It is true the Georgia, like the Florida, the Alabama, and other scourges of peaceful commerce, was born of that unhappy decree which gave the rebels, who did not own a ship-of-war or command a single port, the right of an ocean belligerent. Thus encouraged by foreign powers, they began to build and fit out in neutral ports a class of vessels constructed mainly for speed, and whose acknowledged mission is not to fight, but to rob, to burn, and to fly. Although the smoke of burning ships has everywhere marked the track of the Georgia. and Florida upon the ocean, they have never sought a foe, or fired a gun against an armed enemy. To dignify such vessels with the name of ships-of-war seems to me, with deference, a misnomer. Whatever flag may float from their masthead, or whatever power may claim to own them, their conduct stamps them as piratical. If vessels-of-war even, they would by this conduct have justly forfeited all courtesies in the ports of neutral nations. Manned by foreign seamen, armed by foreign guns, entering no home port, and waiting no judicial condemnation of prizes, they have already devastated and destroyed our commerce to an extent, as compared with their number, beyond anything known in the records of privateering.

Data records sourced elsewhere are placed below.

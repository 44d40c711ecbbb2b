//! Per-symbol net position tracking.

use chrono::{DateTime, Utc};
use serde::{Deserialize, Serialize};

/// Net position in one symbol.
///
/// `size` is signed: positive long, negative short. A position is destroyed
/// (reset to zero) when its net size returns to zero; the closing fill's
/// P&L is flushed into the account as a completed trade at that moment.
#[derive(Debug, Clone, Serialize, Deserialize)]
pub struct Position {
    pub symbol: String,
    pub size: i64,
    pub avg_entry_price: f64,
    pub realized_pnl: f64,
    pub unrealized_pnl: f64,
    pub opened_at: Option<DateTime<Utc>>,
    pub last_update: Option<DateTime<Utc>>,
}

impl Position {
    pub fn new(symbol: impl Into<String>) -> Self {
        Self {
            symbol: symbol.into(),
            size: 0,
            avg_entry_price: 0.0,
            realized_pnl: 0.0,
            unrealized_pnl: 0.0,
            opened_at: None,
            last_update: None,
        }
    }

    pub fn is_long(&self) -> bool {
        self.size > 0
    }

    pub fn is_short(&self) -> bool {
        self.size < 0
    }

    pub fn is_flat(&self) -> bool {
        self.size == 0
    }

    /// Reset to flat. Cumulative realized P&L is kept.
    pub fn flatten(&mut self, now: DateTime<Utc>) {
        self.size = 0;
        self.avg_entry_price = 0.0;
        self.unrealized_pnl = 0.0;
        self.opened_at = None;
        self.last_update = Some(now);
    }
}

#[cfg(test)]
mod tests {
    use super::*;
    use chrono::TimeZone;

    #[test]
    fn new_position_is_flat() {
        let pos = Position::new("MES");
        assert!(pos.is_flat());
        assert!(!pos.is_long());
        assert!(!pos.is_short());
    }

    #[test]
    fn flatten_keeps_realized() {
        let mut pos = Position::new("MES");
        pos.size = 3;
        pos.avg_entry_price = 5000.0;
        pos.realized_pnl = 125.0;
        pos.unrealized_pnl = 50.0;
        pos.flatten(Utc.with_ymd_and_hms(2024, 3, 4, 16, 0, 0).unwrap());
        assert!(pos.is_flat());
        assert_eq!(pos.avg_entry_price, 0.0);
        assert_eq!(pos.unrealized_pnl, 0.0);
        assert_eq!(pos.realized_pnl, 125.0);
        assert!(pos.opened_at.is_none());
    }
}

The origin and history of the Florida are familiar to your excellency; that of the Georgia, which has just arrived, may be less known. This last-named steamer was built at a port in Scotland, and armed by British guns while anchored near the French coast, in French waters. The crew was first shipped for this vessel under the name of the Japan, bound for Singapore, Hong Kong, or other ports in the China seas. She sailed from Greenock, Scotland, under British colors, for the French port of Ushant, where she was joined by the Alar, another small British steamer. To these vessels, your excellency will recollect, I called your attention at the time. They came to anchor in a small bay on the French coast, and within, as is alleged, a stone's throw of the shore. The guns and ammunition were there shifted from the Alar to the Japan; the men were then called aft and informed that the voyage to Singapore was abandoned, and that the vessel would no more be called the Japan, but the Virginia, a confederate war steamer; and that the captain was going to burn and destroy all North American vessels. New shipping articles were then produced, and, after reading them, the crew were called upon to sign, and a majority of them did so. The confederate flag, so called, was then raised, and the Japan, under the name of the Virginia, since changed to the Georgia, commenced her career. I have papers and affidavits in my possession proving the facts herein stated, which, if important in the views of your excellency, I shall be happy to submit. This vessel was, therefore, in fact, armed, and its crew enlisted within the jurisdiction of France. It is true that this government has recognized the south as belligerents, but it has at no time, so far as I know, recognized as lawful the conduct of these marauders, who constitute themselves sole judges of what is and what is not lawful prize, and, as a rule of action, destroy it without judicial condemnation. To accept the excuse that they have no port into which they can enter, by reason of our blockade, is to make their acknowledged weakness a source of strength. No such exception can, I think, fairly exempt them from the ordinary rules of maritime law.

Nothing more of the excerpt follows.